# Toxotes shrimp pictures



## ToxotesH (8 Feb 2013)

Hungry anyone? Tonight's special is prawn cocktail on a spinach bed!


----------



## basil (8 Feb 2013)

Picture 2 is a bit tasty! Some great shrimp there sir......well done!

Are they UK bred?

Mike.


----------



## MARKCOUSINS (8 Feb 2013)

That is a cracking selection tell us what types of shrimp you have and details of the set up you keep them in would love to know!Cheers mark


----------



## Derek Tweedie (8 Feb 2013)

Are the ones in the second pic Taiwan Bees?


----------



## Alastair (9 Feb 2013)

very nice pics.


----------



## ToxotesH (9 Feb 2013)

basil said:


> Picture 2 is a bit tasty! Some great shrimp there sir......well done!
> 
> Are they UK bred?
> 
> Mike.


The CRSs are UK bred (by me), the Taiwan bees  are imported ( but hopefully they will start to breed soon).


----------



## ToxotesH (9 Feb 2013)

MARKCOUSINS said:


> That is a cracking selection tell us what types of shrimp you have and details of the set up you keep them in would love to know!Cheers mark


I will post details soon, when I have a bit more time.


----------



## Nathaniel Whiteside (9 Feb 2013)

Derek Tweedie said:


> Are the ones in the second pic Taiwan Bees?

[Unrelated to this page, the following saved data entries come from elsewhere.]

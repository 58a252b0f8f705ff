//! Table state engine.
//!
//! [`TableEngine`] owns the canonical rows and columns ([`RecordStore`]), the
//! transient view settings ([`ViewState`]), and the open row drafts
//! ([`EditSessions`]). Callers obtain an engine with [`TableEngine::open`]
//! and drive it through intents; nothing here is process-global.
//!
//! # Example
//!
//! ```ignore
//! use dtm_core::TableEngine;
//! use dtm_persistence::FileSnapshotStore;
//!
//! let mut engine = TableEngine::open(FileSnapshotStore::new("datatable-state.json"));
//! engine.set_search("doe");
//! for row in engine.projection().rows {
//!     println!("{}", row.name);
//! }
//! ```

pub mod columns;
pub mod edit;
pub mod engine;
pub mod error;
pub mod form;
pub mod notification;
pub mod store;
pub mod validation;
pub mod view;

pub use edit::{CommitOutcome, EditSessions, FieldKey, ValidationErrors};
pub use engine::{TableEngine, TableSummary};
pub use error::{AddRowError, ColumnError, EditError, StoreError};
pub use form::{DEFAULT_ROLE, FormErrors, NewRowForm, ROLES};
pub use notification::{Notification, NotificationLevel};
pub use store::RecordStore;
pub use validation::{validate_field, validate_row};
pub use view::{Projection, SortDirection, SortSpec, ViewState, compare_rows, matches_query};
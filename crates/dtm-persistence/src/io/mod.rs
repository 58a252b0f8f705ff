//! Snapshot file I/O.
//!
//! This module handles:
//! - Saving snapshots with atomic writes
//! - Loading snapshots with format, version, and checksum validation

mod checksum;
mod load;
mod save;

pub use checksum::payload_checksum;
pub use load::load_snapshot;
pub use save::save_snapshot;
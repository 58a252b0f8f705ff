//! Payload checksums.

use sha2::{Digest, Sha256};

use dtm_model::TableState;

use crate::error::{PersistenceError, Result};

/// Serialize the payload and return it together with its SHA-256 hex digest.
pub(crate) fn encode_payload(state: &TableState) -> Result<(Vec<u8>, String)> {
    let bytes = serde_json::to_vec(state)
        .map_err(|source| PersistenceError::Serialization { source })?;
    let digest = hex::encode(Sha256::digest(&bytes));
    Ok((bytes, digest))
}

/// SHA-256 hex digest of the canonical JSON encoding of `state`.
pub fn payload_checksum(state: &TableState) -> Result<String> {
    encode_payload(state).map(|(_, digest)| digest)
}

#[cfg(test)]
mod tests {
    use super::*;
    use dtm_model::seed_state;

    #[test]
    fn test_checksum_is_stable() {
        let state = seed_state();
        let first = payload_checksum(&state).unwrap();
        let second = payload_checksum(&state.clone()).unwrap();
        assert_eq!(first, second);
        assert_eq!(first.len(), 64);
    }

    #[test]
    fn test_checksum_tracks_content() {
        let state = seed_state();
        let mut changed = state.clone();
        changed.rows[0].name = "Someone Else".to_string();
        assert_ne!(
            payload_checksum(&state).unwrap(),
            payload_checksum(&changed).unwrap()
        );
    }
}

Yes, from what I can see there are 3 pandas, 1  King kong 1 blue bolt, 1 Ruby, 2 Golden bees, 1 Red crystal Shrimp and a  Black crystal shrimp


----------



## Derek Tweedie (9 Feb 2013)

Nathaniel Whiteside said:


> Yes, from what I can see there are 3 pandas, 1 King kong 1 blue bolt, 1 Ruby, 2 Golden bees, 1 Red crystal Shrimp and a Black crystal shrimp


 
You forgot the Partridge in a pear tree.


----------



## ToxotesH (9 Feb 2013)

My latest pictures.


----------



## basil (9 Feb 2013)

Great pics. What lens are you using please?


----------



## ToxotesH (9 Feb 2013)

MARKCOUSINS said:


> That is a cracking selection tell us what types of shrimp you have and details of the set up you keep them in would love to know!Cheers mark



At the moment I am keeping and breeding the followings: CRS, CBS, RCS ( Sakura/ Painted Red) , Green shrimp, Tiger Shrimp, Indian Tiger Shrimp, Blue Rili, Taiwan bees, PRL and PBL.

I have 17 shrimp tanks and 24 fish tanks in my fish house.
In 3 of the shrimp tanks (PRL, PBL and Taiwan bees) I use Ebi Gold shrimp soil.
The others are either bare bottom tanks or have only a very thin layer of black sand.
Filtration is with sponge filters  and/or home made air driven filters.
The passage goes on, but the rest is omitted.